Efficient parallel route-planning methods for the California Road Network

Lab Contact: Dr Timothy G. Griffin
Supervisor: Dr Jagdish J. Modi
Special Resources: None

This should appeal to students interested in the design of parallel algorithms, but does not assume any previous parallel computing expertise.

In the past students have considered rail networks, both underground and overground, minimizing a single parameter such as distance or time, and found an algorithm analogous to matrix multiplication to be suitable for parallel computation [1].

Dijkstra’s algorithm (see [2]) is essentially serial and does not parallelise well to lead to a performance improvement. An alternative method involves using a modified form of matrix multiplication, in which we find the minimum of a sum of weights (route-lengths), instead of forming a sum of products. By repeatedly ‘multiplying’ the route matrix with itself, we can find the lengths of the shortest paths between all pairs of destinations.
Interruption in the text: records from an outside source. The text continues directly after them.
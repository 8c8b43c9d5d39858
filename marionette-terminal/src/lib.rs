/// Terminal front-end that animates a scene graph as ASCII art
use crossterm::{
    cursor,
    event::{self, Event, KeyCode, KeyEvent, KeyEventKind},
    execute, queue,
    style::{Color, Print, ResetColor, SetForegroundColor},
    terminal::{self},
};
use marionette_core::{
    Camera, DrawCall, LightKind, LightRig, Renderer, RenderContext, Robot, ShadingModel, TransformNode,
};
use nalgebra::Matrix4;
use std::io::{self, stdout, Write};
use std::time::{Duration, Instant};

pub mod renderer;

pub use renderer::AsciiRenderer;

/// Anything the frame loop can animate and draw
pub trait Scene {
    fn update(&mut self);
    fn draw(&self, context: &RenderContext, renderer: &mut dyn Renderer);
}

impl Scene for Robot {
    fn update(&mut self) {
        Robot::update(self);
    }

    fn draw(&self, context: &RenderContext, renderer: &mut dyn Renderer) {
        Robot::draw(self, context, renderer);
    }
}

/// A bare tree that spins its whole subtree on every update
pub struct FreeScene {
    pub root: TransformNode,
}

impl Scene for FreeScene {
    fn update(&mut self) {
        self.root.update_subtree();
    }

    fn draw(&self, context: &RenderContext, renderer: &mut dyn Renderer) {
        self.root.draw(&Matrix4::identity(), context, renderer);
    }
}

/// Frame loop settings
#[derive(Debug, Clone)]
pub struct AppConfig {
    pub fps: u32,
    pub camera: Camera,
}

impl Default for AppConfig {
    fn default() -> Self {
        Self {
            fps: 30,
            camera: Camera::default(),
        }
    }
}

/// Main application struct for terminal 3D rendering
pub struct TerminalApp<S: Scene> {
    scene: S,
    camera: Camera,
    lights: LightRig,
    shading: ShadingModel,
    renderer: AsciiRenderer,
    fps_target: u32,
    paused: bool,
    running: bool,
    last_frame: Instant,
    frame_count: u32,
    fps: f32,
}

impl<S: Scene> TerminalApp<S> {
    pub fn new(scene: S, config: AppConfig) -> io::Result<Self> {
        let (width, height) = terminal::size()?;
        let mut camera = config.camera;
        camera.aspect = aspect(width, height);

        Ok(Self {
            scene,
            camera,
            lights: LightRig::default(),
            shading: ShadingModel::default(),
            renderer: AsciiRenderer::new(width as usize, height.saturating_sub(1) as usize),
            fps_target: config.fps.max(1),
            paused: false,
            running: true,
            last_frame: Instant::now(),
            frame_count: 0,
            fps: 0.0,
        })
    }

    pub fn run(&mut self) -> io::Result<()> {
        terminal::enable_raw_mode()?;
        execute!(stdout(), terminal::EnterAlternateScreen, cursor::Hide)?;

        let result = self.main_loop();

        // Cleanup
        terminal::disable_raw_mode()?;
        execute!(stdout(), terminal::LeaveAlternateScreen, cursor::Show)?;

        result
    }

    fn main_loop(&mut self) -> io::Result<()> {
        let target_frame_time = Duration::from_millis(1000 / self.fps_target as u64);

        while self.running {
            let frame_start = Instant::now();

            // Handle input
            while event::poll(Duration::from_millis(0))? {
                self.handle_input()?;
            }

            // All updates for a frame finish before it is drawn
            if !self.paused {
                self.scene.update();
            }

            self.render()?;

            // Frame timing
            self.frame_count += 1;
            let elapsed = frame_start.elapsed();
            if elapsed < target_frame_time {
                std::thread::sleep(target_frame_time - elapsed);
            }

            // Update FPS counter
            let now = Instant::now();
            if (now - self.last_frame).as_secs() >= 1 {
                self.fps = self.frame_count as f32 / (now - self.last_frame).as_secs_f32();
                self.frame_count = 0;
                self.last_frame = now;
            }
        }

        Ok(())
    }

    fn handle_input(&mut self) -> io::Result<()> {
        match event::read()? {
            Event::Key(KeyEvent {
                code,
                kind: KeyEventKind::Press,
                ..
            }) => match code {
                KeyCode::Char('q') | KeyCode::Esc => {
                    self.running = false;
                }
                KeyCode::Char('a') | KeyCode::Left => self.camera.orbit(-0.1),
                KeyCode::Char('d') | KeyCode::Right => self.camera.orbit(0.1),
                KeyCode::Char('w') | KeyCode::Up => self.camera.zoom(0.9),
                KeyCode::Char('s') | KeyCode::Down => self.camera.zoom(1.1),
                KeyCode::Char(' ') => self.paused = !self.paused,
                KeyCode::Char('p') => {
                    self.shading = match self.shading {
                        ShadingModel::NormalColor => ShadingModel::Phong,
                        ShadingModel::Phong => ShadingModel::NormalColor,
                    };
                    log::debug!("shading model: {:?}", self.shading);
                }
                KeyCode::Char('1') => self.toggle_light(LightKind::Directional),
                KeyCode::Char('2') => self.toggle_light(LightKind::Point),
                KeyCode::Char('3') => self.toggle_light(LightKind::Spot),
                _ => {}
            },
            Event::Resize(width, height) => {
                self.camera.aspect = aspect(width, height);
                self.renderer
                    .resize(width as usize, height.saturating_sub(1) as usize);
            }
            _ => {}
        }
        Ok(())
    }

    fn toggle_light(&mut self, kind: LightKind) {
        let enabled = self.lights.toggle(kind);
        log::debug!("{:?} light {}", kind, if enabled { "on" } else { "off" });
    }

    fn render(&mut self) -> io::Result<()> {
        let context = self.camera.render_context(&self.lights, self.shading);

        self.renderer.clear();
        self.scene.draw(&context, &mut self.renderer);

        let mut stdout = stdout();
        queue!(stdout, cursor::MoveTo(0, 1))?;
        self.renderer.present(&mut stdout)?;

        // Draw UI overlay
        queue!(
            stdout,
            cursor::MoveTo(0, 0),
            SetForegroundColor(Color::Yellow),
            Print(format!(
                "Marionette | FPS: {:.1} | tris: {} | {:?} | A/D orbit W/S zoom P shading 1-3 lights SPACE pause Q quit",
                self.fps,
                self.renderer.triangles_drawn(),
                self.shading,
            )),
            ResetColor
        )?;

        stdout.flush()?;
        Ok(())
    }
}

fn aspect(width: u16, height: u16) -> f32 {
    // Terminal cells are roughly twice as tall as they are wide
    width as f32 / (height.max(1) as f32 * 2.0)
}

/// Counts draw calls; useful for headless runs
#[derive(Debug, Default)]
pub struct DrawCounter {
    pub calls: usize,
    pub triangles: usize,
}

impl Renderer for DrawCounter {
    fn draw(&mut self, call: DrawCall<'_>) {
        self.calls += 1;
        self.triangles += call.mesh.triangle_count();
    }
}

#[cfg(test)]
mod tests {
    use super::*;
    use marionette_core::{parse_obj, AnimationRule, MaterialPreset, MeshLeaf};
    use nalgebra::Vector3;

    const TRIANGLE: &str = "v 0 0 0\nv 1 0 0\nv 0 1 0\nvn 0 0 1\nvn 0 0 1\nvn 0 0 1\nf 1 2 3";

    #[test]
    fn test_free_scene_updates_whole_tree() {
        let rule = AnimationRule::spin(Vector3::y(), 0.1).unwrap();
        let mut child = TransformNode::new("child", Matrix4::identity()).with_animation(rule);
        child.add_mesh(MeshLeaf::new(parse_obj(TRIANGLE).unwrap(), MaterialPreset::Pearl));
        let mut root = TransformNode::new("root", Matrix4::identity()).with_animation(rule);
        root.add_child(child);

        let mut scene = FreeScene { root };
        scene.update();
        assert!((scene.root.node(&[0]).unwrap().phase() - 0.1).abs() < 1e-6);

        let mut counter = DrawCounter::default();
        scene.draw(&RenderContext::default(), &mut counter);
        assert_eq!(counter.calls, 1);
        assert_eq!(counter.triangles, 1);
    }

    #[test]
    fn test_bundled_assets_build_robot() {
        let source = marionette_core::DirectorySource::new(concat!(env!("CARGO_MANIFEST_DIR"), "/assets"));
        let mut robot = Robot::new(&source, Matrix4::identity()).unwrap();
        Scene::update(&mut robot);

        let mut counter = DrawCounter::default();
        Scene::draw(&robot, &RenderContext::default(), &mut counter);
        assert_eq!(counter.calls, 10);
        // Eight boxes of 12 triangles, two octahedra of 8
        assert_eq!(counter.triangles, 8 * 12 + 2 * 8);
    }

    #[test]
    fn test_robot_renders_in_view() {
        let source = marionette_core::DirectorySource::new(concat!(env!("CARGO_MANIFEST_DIR"), "/assets"));
        let robot = Robot::new(&source, Matrix4::identity()).unwrap();

        let mut renderer = AsciiRenderer::new(120, 40);
        let mut camera = Camera::new(120, 40);
        camera.aspect = aspect(120, 40);
        robot.draw(&camera.render_context(&LightRig::default(), ShadingModel::Phong), &mut renderer);

        assert!(renderer.triangles_drawn() > 0);
        assert!(renderer.coverage() > 0);
    }
}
Since matrix multiplication is a highly parallel operation, this method is well suited to parallel computation.

The aim of the project is to implement such an algorithm, applying it to the California road network.  Furthermore, if possible to consider such developments as improving the efficiency of computation by avoiding large sparse areas in order to minimise data movements, for example by adapting the Cannon or Fox-Otto algorithm [4,5].
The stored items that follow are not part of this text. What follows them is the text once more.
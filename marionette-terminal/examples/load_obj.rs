/// Example: Load a single OBJ file and spin it in the terminal
///
/// Usage: cargo run --example load_obj -- path/to/file.obj

use std::env;
use std::path::Path;

use anyhow::Context;
use marionette_core::{
    AnimationRule, DirectorySource, MaterialPreset, MeshLeaf, MeshLoader, TransformNode,
};
use marionette_terminal::{AppConfig, FreeScene, TerminalApp};
use nalgebra::{Matrix4, Vector3};

fn main() -> anyhow::Result<()> {
    env_logger::init();
    let args: Vec<String> = env::args().collect();

    let path = match args.get(1) {
        Some(path) => Path::new(path).to_path_buf(),
        None => {
            eprintln!("Usage: {} <obj-file>", args[0]);
            eprintln!("\nNo OBJ file provided, using the bundled head mesh...");
            Path::new(env!("CARGO_MANIFEST_DIR")).join("assets/head_s.obj")
        }
    };

    let directory = path.parent().unwrap_or(Path::new("."));
    let name = path
        .file_name()
        .and_then(|name| name.to_str())
        .context("path has no file name")?;

    println!("Loading OBJ file: {}", path.display());
    let source = DirectorySource::new(directory);
    let mesh = MeshLoader::new(&source).load(name)?;
    println!("Loaded {} triangles", mesh.triangle_count());

    let spin = AnimationRule::spin(Vector3::new(0.2, 1.0, 0.0), 0.03).context("spin axis")?;
    let mut root = TransformNode::new("model", Matrix4::identity()).with_animation(spin);
    root.add_mesh(MeshLeaf::new(mesh, MaterialPreset::Silver));

    let mut app = TerminalApp::new(FreeScene { root }, AppConfig::default())?;
    app.run()?;

    Ok(())
}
Parallel computers have as a core structure a set of interconnected processors. The optimal choice of interconnection for a particular problem may not always be available. In fact, in practice the interconnection usually takes place within some sort of plane two-dimensional lattice. In the consideration of the parallel algorithm, it would be interesting to explore the features of the two-dimensional graph arising from the connections between destinations (edges), and to relate this to the lattice of processor connectivity. It may be worthwhile to investigate certain properties possessed by the processor graph, such as degree of symmetry and homogeneity [3], as well as the extent to which it can be embedded in a lattice.

The dataset can be built up using the California Road Network data available from the website at the following URL https://www.cs.utah.edu/~lifeifei/SpatialDataset.htm, which provides the required data for the proposed project.

Extension

If time permits the implementation could utilise FPGA execution resources which are available in the lab, which will significantly reduce calculation time. Furthermore, the SIMD nature of the algorithms also makes it more amenable in harnessing the FPGA architecture.

References:

[1] Batty M. Parallel Route Planning for the London Underground, Diploma in Computer Science, Computer Laboratory, 2007.
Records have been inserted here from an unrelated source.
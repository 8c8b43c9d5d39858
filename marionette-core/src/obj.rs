/// OBJ subset parser: `v`, `vn` and triangular `f` records
///
/// Every other record kind is skipped to the end of its line. After the whole
/// source has been read, colors are derived from the normals and the mesh is
/// centered at the origin and scaled so that its largest half-extent is
/// [`NORMALIZED_HALF_EXTENT`].
use nalgebra::{Point3, Vector3};
use nom::{
    bytes::complete::{tag, take_till1},
    character::complete::{space0, space1},
    combinator::opt,
    number::complete::float,
    sequence::preceded,
    IResult,
};

use crate::error::ParseError;
use crate::geometry::{Aabb, MeshData};

/// Half-extent of the largest axis after normalization
pub const NORMALIZED_HALF_EXTENT: f32 = 2.0;

/// One classified line of the source
#[derive(Debug, Clone, PartialEq)]
enum Record {
    Position(Point3<f32>),
    Normal(Vector3<f32>),
    Face([u32; 3]),
    Skip,
}

/// Parse and normalize a mesh source
pub fn parse_obj(input: &str) -> Result<MeshData, ParseError> {
    let mut positions = Vec::new();
    let mut normals = Vec::new();
    let mut indices = Vec::new();
    let mut bounds = Aabb::empty();

    for (number, line) in input.lines().enumerate() {
        match parse_line(line, number + 1)? {
            Record::Position(position) => {
                bounds.include(&position);
                positions.push(position);
            }
            Record::Normal(normal) => normals.push(normal),
            Record::Face(face) => indices.extend(face.iter().map(|index| index - 1)),
            Record::Skip => {}
        }
    }

    if positions.len() != normals.len() {
        return Err(ParseError::AttributeMismatch {
            positions: positions.len(),
            normals: normals.len(),
        });
    }

    if let Some(&index) = indices.iter().find(|&&index| index as usize >= positions.len()) {
        return Err(ParseError::IndexOutOfRange {
            index: index + 1,
            vertex_count: positions.len(),
        });
    }

    let colors = derive_colors(&normals)?;
    center_and_scale(&mut positions, &bounds)?;

    log::debug!(
        "parsed mesh with {} vertices and {} triangles",
        positions.len(),
        indices.len() / 3
    );

    Ok(MeshData::from_parts(positions, normals, colors, indices))
}

/// Map each unit normal onto the RGB cube
fn derive_colors(normals: &[Vector3<f32>]) -> Result<Vec<Vector3<f32>>, ParseError> {
    normals
        .iter()
        .enumerate()
        .map(|(index, normal)| {
            normal
                .try_normalize(f32::EPSILON)
                .filter(|unit| unit.iter().all(|c| c.is_finite()))
                .map(|unit| unit * 0.5 + Vector3::repeat(0.5))
                .ok_or(ParseError::DegenerateNormal { index })
        })
        .collect()
}

fn center_and_scale(positions: &mut [Point3<f32>], bounds: &Aabb) -> Result<(), ParseError> {
    let center = bounds.center();
    let scaler = bounds.half_extents().max();

    if !scaler.is_finite() || scaler <= f32::EPSILON {
        return Err(ParseError::DegenerateExtent { scaler });
    }

    for position in positions.iter_mut() {
        *position = Point3::from((*position - center) / scaler * NORMALIZED_HALF_EXTENT);
        if !position.iter().all(|c| c.is_finite()) {
            return Err(ParseError::DegenerateExtent { scaler });
        }
    }

    Ok(())
}

fn parse_line(line: &str, number: usize) -> Result<Record, ParseError> {
    let (rest, keyword) = match keyword(line) {
        Ok(result) => result,
        // Blank line
        Err(_) => return Ok(Record::Skip),
    };

    match keyword {
        "v" => {
            let (x, y, z) = finite(fields(rest, vector3, "v", number)?, "v", number)?;
            Ok(Record::Position(Point3::new(x, y, z)))
        }
        "vn" => {
            let (x, y, z) = finite(fields(rest, vector3, "vn", number)?, "vn", number)?;
            Ok(Record::Normal(Vector3::new(x, y, z)))
        }
        "f" => {
            let indices = fields(rest, face, "f", number)?;
            if indices.contains(&0) {
                return Err(ParseError::InvalidIndex { line: number });
            }
            Ok(Record::Face(indices))
        }
        _ => Ok(Record::Skip),
    }
}

/// `float` accepts `nan` and `inf`, and overflowing literals round to infinity
fn finite(
    (x, y, z): (f32, f32, f32),
    record: &'static str,
    line: usize,
) -> Result<(f32, f32, f32), ParseError> {
    if x.is_finite() && y.is_finite() && z.is_finite() {
        Ok((x, y, z))
    } else {
        Err(ParseError::NonFinite { line, record })
    }
}

/// Run a field parser and turn nom failures into a [`ParseError`]
fn fields<'a, T>(
    input: &'a str,
    parser: impl Fn(&'a str) -> IResult<&'a str, T>,
    record: &'static str,
    line: usize,
) -> Result<T, ParseError> {
    match parser(input) {
        Ok((rest, value)) => {
            if !rest.trim().is_empty() {
                log::debug!("line {line}: ignoring trailing `{}`", rest.trim());
            }
            Ok(value)
        }
        Err(nom::Err::Error(e)) | Err(nom::Err::Failure(e)) => {
            let remaining = e.input.trim_start();
            match remaining.split_whitespace().next() {
                None => Err(ParseError::Truncated { line, record }),
                Some(token) => Err(ParseError::InvalidNumber {
                    line,
                    token: token.to_string(),
                }),
            }
        }
        Err(nom::Err::Incomplete(_)) => Err(ParseError::Truncated { line, record }),
    }
}

fn keyword(input: &str) -> IResult<&str, &str> {
    preceded(space0, take_till1(|c: char| c.is_whitespace()))(input)
}

fn vector3(input: &str) -> IResult<&str, (f32, f32, f32)> {
    let (input, x) = preceded(space1, float)(input)?;
    let (input, y) = preceded(space1, float)(input)?;
    let (input, z) = preceded(space1, float)(input)?;
    Ok((input, (x, y, z)))
}

fn face(input: &str) -> IResult<&str, [u32; 3]> {
    let (input, a) = preceded(space1, face_index)(input)?;
    let (input, b) = preceded(space1, face_index)(input)?;
    let (input, c) = preceded(space1, face_index)(input)?;
    Ok((input, [a, b, c]))
}

/// Position index of a face token, ignoring `/vt/vn` references
fn face_index(input: &str) -> IResult<&str, u32> {
    let (input, index) = nom::character::complete::u32(input)?;
    let (input, _) = opt(preceded(tag("/"), take_till1(|c: char| c.is_whitespace())))(input)?;
    Ok((input, index))
}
[2] Cormen, Leiserson, Rivest, Stein. Introduction to Algorithms, second edition, 2003.

[3] Modi J. Parallel Algorithms and Matrix Computation, OUP, 1988.

[4] Grama, Gupta, Karypis, Kumar. Introduction to Parallel Computing, Pearson Education, second edition, 2005.

[5] Akpan, O. Efficient parallel implementation of the Fox algorithm. Computer Science Department, Bowie State University, 2003.